Consider the following question from Figure 1.2.11 for the county data set:

1. Is federal spending, on average, higher or lower in counties with high rates of poverty?

If we suspect poverty might affect spending in a county, then poverty is the explanatory variable and federal spending is the response variable in the relationship. 3 Sometimes the explanatory variable is called the independent variable and the response variable is called the dependent variable. However, this becomes confusing since a pair of variables might be independent or dependent, so we avoid this language. If there are many variables, it may be possible to consider a number of them as explanatory variables.

###### TIP: Explanatory and response variables.

To identify the explanatory variable in a pair of variables, identify which of the two is suspected of affecting the other.

###### Caution: Association does not imply causation.

Labeling variables as explanatory and response does not guarantee the relationship between the two is actually causal, even if there is an association identified between the two variables. We use these labels only to keep track of which variable we suspect affects the other.

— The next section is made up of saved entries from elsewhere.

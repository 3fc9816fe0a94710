//! Server startup: shared state initialization and background task spawning.

use std::sync::Arc;
use std::time::Duration;

use anyhow::Context;
use tokio::task::JoinHandle;
use tracing::{info, warn};

use evgate_core::{Config, KnowledgeBase};
use evgate_llm::LlmProvider;
use evgate_queue::{run_maintenance, JobRepository, MemoryJobStore, PgJobStore, Shutdown, WorkQueue, Worker};
use evgate_registry::{MemorySourceStore, PgSourceStore, PolicyEnforcer, SourceRepository};
use evgate_reliability::{run_scheduled, Corpus, JsonlRunStore, LlmResponder, ReliabilityHarness, Responder};
use evgate_tribunal::{EvidenceGate, JsonlPublicationLog, JsonlTicketStore, JsonlVerdictLog, MemoryVerdictLog, Tribunal};

use crate::db;
use crate::ingest::PolicyGatedIngestion;
use crate::state::AppState;

/// Model collaborators shared by the tribunal and the reliability responder.
#[derive(Clone, Default)]
pub struct ModelContext {
    pub provider: Option<Arc<dyn LlmProvider>>,
    pub knowledge: Option<Arc<KnowledgeBase>>,
}

impl ModelContext {
    pub fn from_config(config: &Config) -> anyhow::Result<Self> {
        let provider = match evgate_llm::create_provider(&config.llm, &config.ollama) {
            Ok(Some(p)) => {
                let p: Arc<dyn LlmProvider> = Arc::from(p);
                info!(provider = %p.label(), "LLM provider ready");
                Some(p)
            }
            Ok(None) => {
                info!("no LLM provider configured; tribunal runs deterministic stages only");
                None
            }
            Err(e) => {
                warn!(error = %e, "LLM provider not available; tribunal runs deterministic stages only");
                None
            }
        };

        let knowledge = match &config.tribunal.knowledge_base_file {
            Some(path) => {
                let kb = KnowledgeBase::load(path)
                    .with_context(|| format!("loading knowledge base {}", path.display()))?;
                Some(Arc::new(kb))
            }
            None => None,
        };

        Ok(Self { provider, knowledge })
    }
}

/// Build `AppState` over Postgres when reachable, in-memory stores otherwise.
pub async fn build_app_state(config: Config, models: &ModelContext) -> anyhow::Result<Arc<AppState>> {
    let pool = db::init_pg_pool(&config.postgres).await;
    let durable = pool.is_some();

    let (jobs, sources): (Arc<dyn JobRepository>, Arc<dyn SourceRepository>) = match pool {
        Some(pool) => (Arc::new(PgJobStore::new(pool.clone())), Arc::new(PgSourceStore::new(pool))),
        None => {
            let sources = match &config.storage.registry_file {
                Some(path) => MemorySourceStore::from_yaml_file(path)?,
                None => {
                    warn!("no registry configured; the source registry is empty");
                    MemorySourceStore::default()
                }
            };
            (Arc::new(MemoryJobStore::new()), Arc::new(sources))
        }
    };

    let verdict_log = JsonlVerdictLog::open(config.storage.verdict_log_path())?;
    let tribunal = Tribunal::from_config(
        &config.tribunal,
        &config.llm,
        models.provider.clone(),
        models.knowledge.clone(),
        Arc::new(verdict_log),
    );
    let gate = EvidenceGate::new(Arc::new(tribunal)).with_stores(
        Arc::new(JsonlTicketStore::open(config.storage.gap_tickets_path())?),
        Arc::new(JsonlPublicationLog::open(config.storage.publications_path())?),
    );
    let runs = JsonlRunStore::open(config.storage.reliability_runs_path())?;

    info!(
        durable,
        data_dir = %config.storage.data_dir.display(),
        "application state ready"
    );

    Ok(Arc::new(AppState {
        queue: WorkQueue::from_config(jobs, &config.queue),
        enforcer: PolicyEnforcer::new(sources),
        gate: Arc::new(gate),
        runs: Arc::new(runs),
        durable,
        config,
    }))
}

/// Harness over its own tribunal so corpus runs never touch production
/// verdicts, tickets or publications.
pub fn build_harness(config: &Config, models: &ModelContext, responder: Arc<dyn Responder>) -> ReliabilityHarness {
    let tribunal = Tribunal::from_config(
        &config.tribunal,
        &config.llm,
        models.provider.clone(),
        models.knowledge.clone(),
        Arc::new(MemoryVerdictLog::new()),
    );
    ReliabilityHarness::new(
        Arc::new(EvidenceGate::new(Arc::new(tribunal))),
        responder,
        &config.reliability,
    )
}

/// The model-backed responder, when a provider is configured.
pub fn model_responder(config: &Config, models: &ModelContext) -> Option<Arc<dyn Responder>> {
    let provider = models.provider.clone()?;
    Some(Arc::new(
        LlmResponder::new(provider)
            .with_knowledge(models.knowledge.clone())
            .with_sampling(config.llm.temperature, config.llm.max_tokens),
    ))
}

/// Spawn maintenance, workers and the nightly reliability schedule.
pub fn spawn_background(
    state: &Arc<AppState>,
    models: &ModelContext,
    ingestion: Option<PolicyGatedIngestion>,
    shutdown: Arc<Shutdown>,
) -> Vec<JoinHandle<()>> {
    let config = &state.config;
    let mut handles = Vec::new();

    handles.push(tokio::spawn(run_maintenance(
        state.queue.clone(),
        Duration::from_secs(config.queue.maintenance_interval_secs),
        shutdown.clone(),
    )));

    match ingestion {
        Some(handler) if handler.has_pipes() => {
            let handler = Arc::new(handler);
            for n in 0..config.queue.worker_count.max(1) {
                let worker = Worker::new(format!("worker-{}", n), state.queue.clone())
                    .poll_interval(Duration::from_millis(config.queue.worker_poll_ms))
                    .register(handler.clone());
                let shutdown = shutdown.clone();
                handles.push(tokio::spawn(async move { worker.run(shutdown).await }));
            }
            info!(workers = config.queue.worker_count.max(1), "ingestion workers started");
        }
        _ => info!("no ingestion pipes registered; jobs are queued but not worked"),
    }

    match model_responder(config, models) {
        Some(responder) => match Corpus::load_or_builtin(config.reliability.corpus_file.as_deref()) {
            Ok(corpus) => {
                let harness = Arc::new(build_harness(config, models, responder));
                handles.push(tokio::spawn(run_scheduled(
                    harness,
                    Arc::new(corpus),
                    state.runs.clone(),
                    config.reliability.clone(),
                    shutdown,
                )));
            }
            Err(e) => warn!(error = %e, "reliability corpus unavailable; nightly runs disabled"),
        },
        None => warn!("no LLM provider; nightly reliability runs disabled"),
    }

    handles
}

/// Serve HTTP until ctrl-c, then stop background tasks.
pub async fn serve(state: Arc<AppState>, models: ModelContext, ingestion: Option<PolicyGatedIngestion>) -> anyhow::Result<()> {
    let shutdown = Shutdown::new();
    let background = spawn_background(&state, &models, ingestion, shutdown.clone());

    let addr = format!("{}:{}", state.config.server.host, state.config.server.port);
    let listener = tokio::net::TcpListener::bind(&addr)
        .await
        .with_context(|| format!("binding {}", addr))?;
    info!(addr = %addr, "listening");

    let app = crate::router::build_router(state);
    let signal = shutdown.clone();
    axum::serve(listener, app)
        .with_graceful_shutdown(async move {
            if let Err(e) = tokio::signal::ctrl_c().await {
                warn!(error = %e, "failed to listen for ctrl-c; serving until killed");
                std::future::pending::<()>().await;
            }
            info!("shutdown requested");
            signal.trigger();
        })
        .await?;

    shutdown.trigger();
    futures::future::join_all(background).await;
    info!("server stopped");
    Ok(())
}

In many cases, the relationship is complex or unknown. It may be unclear whether variable $A$ explains variable $B$ or whether variable $B$ explains variable $A\text{.}$ For example, it is now known that a particular protein called REST is much depleted in people suffering from Alzheimer's disease. While this raises hopes of a possible approach for treating Alzheimer's, it is still unknown whether the lack of the protein causes brain deterioration, whether brain deterioration causes depletion in the REST protein, or whether some third variable causes both brain deterioration and REST depletion. That is, we do not know if the lack of the protein is an explanatory variable or a response variable. Perhaps it is both. 4 www.nytimes.com/2014/03/20/health/fetal-gene-may-protect-brain-from-alzheimers-study-finds.html

### Subsection1.3.4Observational studies versus experiments

There are two primary types of data collection: observational studies and experiments.

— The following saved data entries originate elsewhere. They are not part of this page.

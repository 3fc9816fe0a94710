//! Read access to the source registry.

use std::path::Path;
use std::sync::RwLock;

use async_trait::async_trait;
use serde::Deserialize;

use crate::error::RegistryError;
use crate::source::Source;

#[async_trait]
pub trait SourceRepository: Send + Sync {
    async fn get(&self, source_id: &str) -> Result<Option<Source>, RegistryError>;

    /// Every entry, in registry order, whatever its status.
    async fn list(&self) -> Result<Vec<Source>, RegistryError>;

    /// Columns present in the backing schema, for the release gate.
    async fn schema_columns(&self) -> Result<Vec<String>, RegistryError>;
}

/// Columns every registry backend must expose.
pub const REQUIRED_COLUMNS: &[&str] = &[
    "source_id",
    "name",
    "status",
    "tier",
    "access_type",
    "update_frequency",
    "allowed_use",
    "needs_partnership",
    "partnership_contact",
];

/// In-memory registry, optionally loaded from a YAML snapshot.
#[derive(Debug, Default)]
pub struct MemorySourceStore {
    sources: RwLock<Vec<Source>>,
}

#[derive(Deserialize)]
struct RegistryFile {
    sources: Vec<Source>,
}

impl MemorySourceStore {
    pub fn new(sources: Vec<Source>) -> Self {
        Self {
            sources: RwLock::new(sources),
        }
    }

    /// Load `sources:` from a YAML file.
    pub fn from_yaml_file(path: &Path) -> Result<Self, RegistryError> {
        let raw = std::fs::read_to_string(path)
            .map_err(|e| RegistryError::File(format!("{}: {}", path.display(), e)))?;
        let file: RegistryFile = serde_yaml::from_str(&raw)
            .map_err(|e| RegistryError::File(format!("{}: {}", path.display(), e)))?;
        tracing::info!(path = %path.display(), sources = file.sources.len(), "registry snapshot loaded");
        Ok(Self::new(file.sources))
    }

    /// Insert or replace by `source_id`.
    pub fn upsert(&self, source: Source) -> Result<(), RegistryError> {
        let mut sources = self
            .sources
            .write()
            .map_err(|_| RegistryError::File("registry lock poisoned".into()))?;
        match sources.iter_mut().find(|s| s.source_id == source.source_id) {
            Some(existing) => *existing = source,
            None => sources.push(source),
        }
        Ok(())
    }

    fn snapshot(&self) -> Result<Vec<Source>, RegistryError> {
        self.sources
            .read()
            .map(|s| s.clone())
            .map_err(|_| RegistryError::File("registry lock poisoned".into()))
    }
}

#[async_trait]
impl SourceRepository for MemorySourceStore {
    async fn get(&self, source_id: &str) -> Result<Option<Source>, RegistryError> {
        Ok(self.snapshot()?.into_iter().find(|s| s.source_id == source_id))
    }

    async fn list(&self) -> Result<Vec<Source>, RegistryError> {
        self.snapshot()
    }

    async fn schema_columns(&self) -> Result<Vec<String>, RegistryError> {
        Ok(REQUIRED_COLUMNS.iter().map(|c| c.to_string()).collect())
    }
}

#[cfg(test)]
mod tests {
    use super::*;
    use crate::source::fixtures::source;

    #[tokio::test]
    async fn upsert_replaces_by_id() {
        let store = MemorySourceStore::new(vec![source("a", &[])]);
        let mut updated = source("a", &["forecast"]);
        updated.tier = "T0".into();
        store.upsert(updated).unwrap();
        store.upsert(source("b", &[])).unwrap();
        let all = store.list().await.unwrap();
        assert_eq!(all.len(), 2);
        assert_eq!(store.get("a").await.unwrap().unwrap().tier, "T0");
        assert!(store.get("zzz").await.unwrap().is_none());
    }

    #[tokio::test]
    async fn loads_yaml_snapshot() {
        let dir = tempfile::tempdir().unwrap();
        let path = dir.path().join("registry.yaml");
        std::fs::write(
            &path,
            r#"
sources:
  - source_id: cby-aden
    name: Central Bank of Yemen (Aden)
    status: ACTIVE
    tier: T0
    access_type: PDF
    update_frequency: MONTHLY
    allowed_use: [DOC_PDF, DATA_NUMERIC]
    endpoint_count: 2
"#,
        )
        .unwrap();
        let store = MemorySourceStore::from_yaml_file(&path).unwrap();
        let s = store.get("cby-aden").await.unwrap().unwrap();
        assert_eq!(s.allowed_use.len(), 2);
        assert!(!s.needs_partnership);
    }

    #[test]
    fn missing_file_is_an_error() {
        let err = MemorySourceStore::from_yaml_file(Path::new("/nonexistent/registry.yaml")).unwrap_err();
        assert!(matches!(err, RegistryError::File(_)));
    }
}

Researchers perform an observational study when they collect data without interfering with how the data arise. For instance, researchers may collect information via surveys, review medical or company records, or follow a cohort of many similar individuals to study why certain diseases might develop. In each of these situations, researchers merely observe or take measurements of things that arise naturally.

When researchers want to investigate the possibility of a causal connection, they conduct an experiment. For all experiments, the researchers must impose a treatment. For most studies there will be both an explanatory and a response variable. For instance, we may suspect administering a drug will reduce mortality in heart attack patients over the following year. To check if there really is a causal connection between the explanatory variable and the response, researchers will collect a sample of individuals and split them into groups. The individuals in each group are assigned a treatment. When individuals are randomly assigned to a group, the experiment is called a randomized experiment. For example, each heart attack patient in the drug trial could be randomly assigned into one of two groups: the first group receives a placebo (fake treatment) and the second group receives the drug. See the case study in Section 1.1 for another example of an experiment, though that study did not employ a placebo.

###### Example1.3.8.

Suppose that a researcher is interested in the average tip customers at a particular restaurant give. Should she carry out an observational study or an experiment?

Solution

In addressing this question, we ask, “Will the researcher be imposing any treatment?” Because there is no treatment or interference that would be applicable here, it will be an observational study. Additionally, one consideration the researcher should be aware of is that, if customers know their tips are being recorded, it could change their behavior, making the results of the study inaccurate.

###### TIP: Association $\neq$ causation.

In general, association does not imply causation, and causation can only be inferred from a randomized experiment.